(Collected data)
--- --- ---

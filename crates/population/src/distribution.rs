use std::collections::BTreeMap;

use rand::seq::SliceRandom;
use rand::Rng;
use serde_json::{Map, Value};

use crate::generators::truncated_normal;
use crate::player::DEFAULT_LATENCY_REGION;

const LATENCY_KEY: &str = "latency";

#[derive(Debug, Clone, PartialEq)]
pub enum AttributeSource {
    Normal { median: f64, std_dev: f64 },
    Candidates(Vec<f64>),
}

impl AttributeSource {
    pub fn sample(&self, rng: &mut impl Rng) -> f64 {
        match self {
            Self::Normal { median, std_dev } => truncated_normal(*median, *std_dev, rng),
            Self::Candidates(values) => values.choose(rng).copied().unwrap_or_default(),
        }
    }
}

#[derive(Debug, Clone, PartialEq, Eq)]
pub struct SkippedAttribute {
    pub name: String,
    pub reason: &'static str,
}

/// Parsed `playerAttributeDistributions` block.
#[derive(Debug, Clone, Default, PartialEq)]
pub struct PopulationSpec {
    pub attributes: BTreeMap<String, AttributeSource>,
    pub latency: BTreeMap<String, AttributeSource>,
}

impl PopulationSpec {
    /// Malformed entries are returned as skipped instead of failing the whole
    /// block; the caller decides how loudly to report them.
    pub fn from_player_data(data: &Map<String, Value>) -> (Self, Vec<SkippedAttribute>) {
        let mut spec = Self::default();
        let mut skipped = Vec::new();

        for (name, value) in data {
            if name == LATENCY_KEY {
                spec.parse_latency(value, &mut skipped);
                continue;
            }

            match parse_source(value) {
                Ok(source) => {
                    spec.attributes.insert(name.clone(), source);
                }
                Err(reason) => skipped.push(SkippedAttribute {
                    name: name.clone(),
                    reason,
                }),
            }
        }

        (spec, skipped)
    }

    fn parse_latency(&mut self, value: &Value, skipped: &mut Vec<SkippedAttribute>) {
        let per_region = match value {
            Value::Object(regions) if !is_normal_shape(regions) => regions,
            _ => {
                match parse_source(value) {
                    Ok(source) => {
                        self.latency.insert(DEFAULT_LATENCY_REGION.to_string(), source);
                    }
                    Err(reason) => skipped.push(SkippedAttribute {
                        name: LATENCY_KEY.to_string(),
                        reason,
                    }),
                }
                return;
            }
        };

        for (region, candidates) in per_region {
            match parse_source(candidates) {
                Ok(source) => {
                    self.latency.insert(region.clone(), source);
                }
                Err(reason) => skipped.push(SkippedAttribute {
                    name: format!("{LATENCY_KEY}.{region}"),
                    reason,
                }),
            }
        }
    }
}

fn is_normal_shape(object: &Map<String, Value>) -> bool {
    object.contains_key("median") || object.contains_key("std_dev")
}

fn parse_source(value: &Value) -> Result<AttributeSource, &'static str> {
    match value {
        Value::Object(object) if is_normal_shape(object) => {
            let median = object.get("median").and_then(Value::as_f64);
            let std_dev = object.get("std_dev").and_then(Value::as_f64);
            match (median, std_dev) {
                (Some(median), Some(std_dev))
                    if median.is_finite() && std_dev.is_finite() && std_dev >= 0.0 =>
                {
                    Ok(AttributeSource::Normal { median, std_dev })
                }
                _ => Err("median and std_dev must be finite numbers with std_dev >= 0"),
            }
        }
        Value::Array(items) => {
            if items.is_empty() {
                return Err("candidate list is empty");
            }
            items
                .iter()
                .map(|item| item.as_f64().filter(|value| value.is_finite()))
                .collect::<Option<Vec<f64>>>()
                .map(AttributeSource::Candidates)
                .ok_or("candidate list must contain only finite numbers")
        }
        _ => Err("expected {median, std_dev} or a list of candidate values"),
    }
}
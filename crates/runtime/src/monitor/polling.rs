use std::collections::{HashMap, HashSet};
use std::sync::Arc;
use std::time::Duration;

use rand::{rngs::StdRng, SeedableRng};
use time::OffsetDateTime;
use tokio::time::{sleep, Instant};

use crate::acceptance::{AcceptanceOutcome, AcceptanceSimulator};
use crate::logging::{RunLogEvent, RunLogEventKind, RunLogWriter};
use crate::metrics::PoolRunStats;
use crate::registry::TicketRegistry;
use crate::service::MatchmakingService;
use crate::ticket::{TicketDescription, TicketOutcome, TicketStatus};

#[derive(Debug, Clone, Copy, PartialEq, Eq)]
pub enum Observation {
    /// The ticket is no longer active, so the status is not counted again.
    Ignored,
    Resolved(TicketOutcome),
    AcceptanceSimulated { success: bool },
    AcceptancePending,
    InProgress,
}

/// Describes every active ticket once per cycle and folds terminal statuses
/// into the pool's run stats.
pub struct PollingMonitor<L: RunLogWriter> {
    service: Arc<dyn MatchmakingService>,
    registry: Arc<TicketRegistry>,
    acceptance: AcceptanceSimulator,
    acceptance_timeout: Duration,
    poll_interval: Duration,
    pending: HashMap<String, Instant>,
    expired: HashSet<String>,
    stats: PoolRunStats,
    log: L,
    rng: StdRng,
}

impl<L: RunLogWriter> PollingMonitor<L> {
    pub fn new(
        service: Arc<dyn MatchmakingService>,
        registry: Arc<TicketRegistry>,
        acceptance: AcceptanceSimulator,
        acceptance_timeout: Duration,
        poll_interval: Duration,
        log: L,
    ) -> Self {
        Self {
            service,
            registry,
            acceptance,
            acceptance_timeout,
            poll_interval,
            pending: HashMap::new(),
            expired: HashSet::new(),
            stats: PoolRunStats::new(),
            log,
            rng: StdRng::from_entropy(),
        }
    }

    pub fn with_seed(mut self, seed: u64) -> Self {
        self.rng = StdRng::seed_from_u64(seed);
        self
    }

    pub fn stats(&self) -> &PoolRunStats {
        &self.stats
    }

    pub fn log(&self) -> &L {
        &self.log
    }

    pub fn pending_count(&self) -> usize {
        self.pending.len()
    }

    pub async fn observe(&mut self, description: TicketDescription) -> Observation {
        let ticket_id = description.ticket_id.as_str();
        if !self.registry.contains(ticket_id).await {
            return Observation::Ignored;
        }
        self.log.write(
            RunLogEvent::new(ticket_id, RunLogEventKind::StatusObserved)
                .with_status(description.status.as_str()),
        );

        if let Some(outcome) = description.status.outcome() {
            if !self.registry.remove(ticket_id).await {
                return Observation::Ignored;
            }
            self.pending.remove(ticket_id);
            self.expired.remove(ticket_id);

            let elapsed_secs = description.elapsed_secs(OffsetDateTime::now_utc());
            self.stats.record(outcome, elapsed_secs);
            self.log.write(
                RunLogEvent::new(ticket_id, RunLogEventKind::TicketResolved)
                    .with_status(description.status.as_str())
                    .with_elapsed_secs(elapsed_secs),
            );
            return Observation::Resolved(outcome);
        }

        if description.status != TicketStatus::RequiresAcceptance {
            // Leaving the acceptance step ends an expired episode; the next
            // proposal is simulated again.
            self.expired.remove(ticket_id);
            return Observation::InProgress;
        }
        if self.pending.contains_key(ticket_id) || self.expired.contains(ticket_id) {
            return Observation::AcceptancePending;
        }

        self.pending.insert(ticket_id.to_string(), Instant::now());
        let plan = self.acceptance.plan(&description.player_ids, &mut self.rng);
        let delay = self.acceptance.response_delay(&mut self.rng);
        let outcome = self
            .acceptance
            .resolve(self.service.as_ref(), ticket_id, plan, delay)
            .await;

        let label = match &outcome {
            AcceptanceOutcome::Accepted { .. } => "accepted".to_string(),
            AcceptanceOutcome::Rejected { .. } => "rejected".to_string(),
            AcceptanceOutcome::Skipped => "skipped".to_string(),
            AcceptanceOutcome::DecisionFailed { decision, error } => {
                format!("{} failed: {error}", decision.as_str())
            }
        };
        self.log.write(
            RunLogEvent::new(ticket_id, RunLogEventKind::AcceptanceSimulated).with_status(label),
        );
        Observation::AcceptanceSimulated {
            success: outcome.is_success(),
        }
    }

    /// Drops pending acceptances that have waited longer than the acceptance
    /// timeout. The ticket
    /// itself stays active until the service reports a terminal status.
    pub fn expire_pending_acceptances(&mut self, now: Instant) -> Vec<String> {
        let timeout = self.acceptance_timeout;
        let mut expired: Vec<String> = self
            .pending
            .iter()
            .filter(|(_, started)| now.saturating_duration_since(**started) > timeout)
            .map(|(ticket_id, _)| ticket_id.clone())
            .collect();
        expired.sort();

        for ticket_id in &expired {
            self.pending.remove(ticket_id);
            self.expired.insert(ticket_id.clone());
            self.log
                .write(RunLogEvent::new(ticket_id.as_str(), RunLogEventKind::AcceptanceExpired));
        }
        expired
    }

    pub async fn run_cycle(&mut self) {
        self.expire_pending_acceptances(Instant::now());

        for ticket_id in self.registry.active_ids().await {
            match self.service.describe_ticket(&ticket_id).await {
                Ok(description) => {
                    self.observe(description).await;
                }
                Err(error) => self.log.write(
                    RunLogEvent::new(ticket_id.as_str(), RunLogEventKind::ObservationFailed)
                        .with_status(error.to_string()),
                ),
            }
        }
    }

    pub async fn run(mut self) -> PoolRunStats {
        loop {
            self.run_cycle().await;
            if self.registry.is_drained().await {
                break;
            }
            sleep(self.poll_interval).await;
        }
        self.stats
    }
}
use criterion::{black_box, criterion_group, criterion_main, BenchmarkId, Criterion, Throughput};
use population::{split_into_batches, AttributeSource, PopulationGenerator, PopulationSpec};
use rand::rngs::StdRng;
use rand::SeedableRng;

const POPULATION_SIZE: usize = 10_000;

fn bench_spec() -> PopulationSpec {
    let mut spec = PopulationSpec::default();
    spec.attributes.insert(
        "skill".to_string(),
        AttributeSource::Normal {
            median: 1000.0,
            std_dev: 400.0,
        },
    );
    spec.latency.insert(
        "us-east-1".to_string(),
        AttributeSource::Candidates(vec![20.0, 40.0, 60.0, 80.0]),
    );
    spec
}

fn bench_population(c: &mut Criterion) {
    let mut group = c.benchmark_group("population");
    group.throughput(Throughput::Elements(POPULATION_SIZE as u64));

    group.bench_function(BenchmarkId::new("generate", POPULATION_SIZE), |b| {
        let mut rng = StdRng::seed_from_u64(7);
        b.iter(|| {
            let mut generator = PopulationGenerator::new(bench_spec());
            black_box(generator.generate(POPULATION_SIZE, &mut rng));
        });
    });

    group.bench_function(BenchmarkId::new("split_into_batches", POPULATION_SIZE), |b| {
        let mut rng = StdRng::seed_from_u64(11);
        let players = PopulationGenerator::new(bench_spec()).generate(POPULATION_SIZE, &mut rng);
        b.iter(|| {
            black_box(split_into_batches(players.clone(), 8, &mut rng));
        });
    });

    group.finish();
}

criterion_group!(benches, bench_population);
criterion_main!(benches);
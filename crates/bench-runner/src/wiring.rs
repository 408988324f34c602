use std::sync::Arc;

use runtime::event_log::{EventLog, EventLogError, InMemoryEventLog, JsonlEventLog};
use runtime::service::{
    HttpMatchmakingService, MatchmakingService, SimulatedBehavior, SimulatedMatchmakingService,
};

use crate::config::{Config, ConfigError, ServiceKind};

pub struct Wiring {
    pub service: Arc<dyn MatchmakingService>,
    pub event_log: Arc<dyn EventLog>,
    simulated_events: Option<Arc<InMemoryEventLog>>,
    event_log_path: String,
}

impl Wiring {
    /// Copies the simulated service's in-memory events into the JSON-lines
    /// log so a later result run can read them back. No-op for http runs,
    /// where the notification pipeline writes that log.
    pub async fn persist_simulated_events(&self) -> Result<usize, EventLogError> {
        let Some(memory) = &self.simulated_events else {
            return Ok(0);
        };
        let records = memory.records().await;
        JsonlEventLog::new(self.event_log_path.as_str())
            .append(&records)
            .await?;
        Ok(records.len())
    }
}

/// The simulated service publishes its own events, so event mode reads them
/// back from memory. Against the real service the notification pipeline
/// writes the JSON-lines log.
pub fn build(config: &Config) -> Result<Wiring, ConfigError> {
    match config.service {
        ServiceKind::Simulated => {
            let sink = Arc::new(InMemoryEventLog::new());
            let service = SimulatedMatchmakingService::new(SimulatedBehavior::default())
                .with_event_sink(Arc::clone(&sink));
            Ok(Wiring {
                service: Arc::new(service),
                event_log: sink.clone(),
                simulated_events: Some(sink),
                event_log_path: config.event_log_path.clone(),
            })
        }
        ServiceKind::Http => {
            let service = HttpMatchmakingService::new(&config.service_url)
                .map_err(ConfigError::ServiceSetup)?;
            Ok(Wiring {
                service: Arc::new(service),
                event_log: Arc::new(JsonlEventLog::new(config.event_log_path.as_str())),
                simulated_events: None,
                event_log_path: config.event_log_path.clone(),
            })
        }
    }
}
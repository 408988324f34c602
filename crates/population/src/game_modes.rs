use std::time::Duration;

use rand::seq::SliceRandom;
use rand::Rng;

pub const ALL_MODES_TOKEN: &str = "All";
pub const NAMED_MODES: [&str; 3] = ["Classic", "Practice", "Survival"];
pub const SMALL_TEAM_MODE: &str = "Survival";

/// Inclusive range of whole seconds to wait between two submissions.
#[derive(Debug, Clone, Copy, PartialEq, Eq)]
pub struct PacingRange {
    pub lower_secs: u64,
    pub upper_secs: u64,
}

impl PacingRange {
    pub const DEFAULT: Self = Self {
        lower_secs: 1,
        upper_secs: 3,
    };

    pub fn doubled(self) -> Self {
        Self {
            lower_secs: self.lower_secs * 2,
            upper_secs: self.upper_secs * 2,
        }
    }

    pub fn sample(&self, rng: &mut impl Rng) -> Duration {
        let upper = self.upper_secs.max(self.lower_secs);
        Duration::from_secs(rng.gen_range(self.lower_secs..=upper))
    }
}

#[derive(Debug, Clone, PartialEq, Eq)]
pub struct GameModeSelection {
    pub modes: Vec<String>,
    pub pacing: PacingRange,
}

/// Picks the game modes for one batch from the pool name. Randomised per
/// call, so every batch gets a fresh draw.
pub fn select_game_modes(
    pool_name: &str,
    configured: &[String],
    rng: &mut impl Rng,
) -> GameModeSelection {
    if pool_name.contains(ALL_MODES_TOKEN) {
        let modes = if configured.is_empty() {
            Vec::new()
        } else {
            let size = rng.gen_range(1..=configured.len());
            configured.choose_multiple(rng, size).cloned().collect()
        };
        return GameModeSelection {
            modes,
            pacing: PacingRange::DEFAULT,
        };
    }

    if let Some(mode) = NAMED_MODES.iter().find(|mode| pool_name.contains(*mode)) {
        return GameModeSelection {
            modes: vec![(*mode).to_string()],
            pacing: PacingRange::DEFAULT.doubled(),
        };
    }

    GameModeSelection {
        modes: Vec::new(),
        pacing: PacingRange::DEFAULT,
    }
}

--- --- ---

## [TASK DIRECTIONS]
Read the entries above and find each line holding the word "longer". Copy it out.

## [WRITTEN ANSWER]
    /// The ticket is no longer active, so the status is not counted again.
    /// Drops pending acceptances that have waited longer than the acceptance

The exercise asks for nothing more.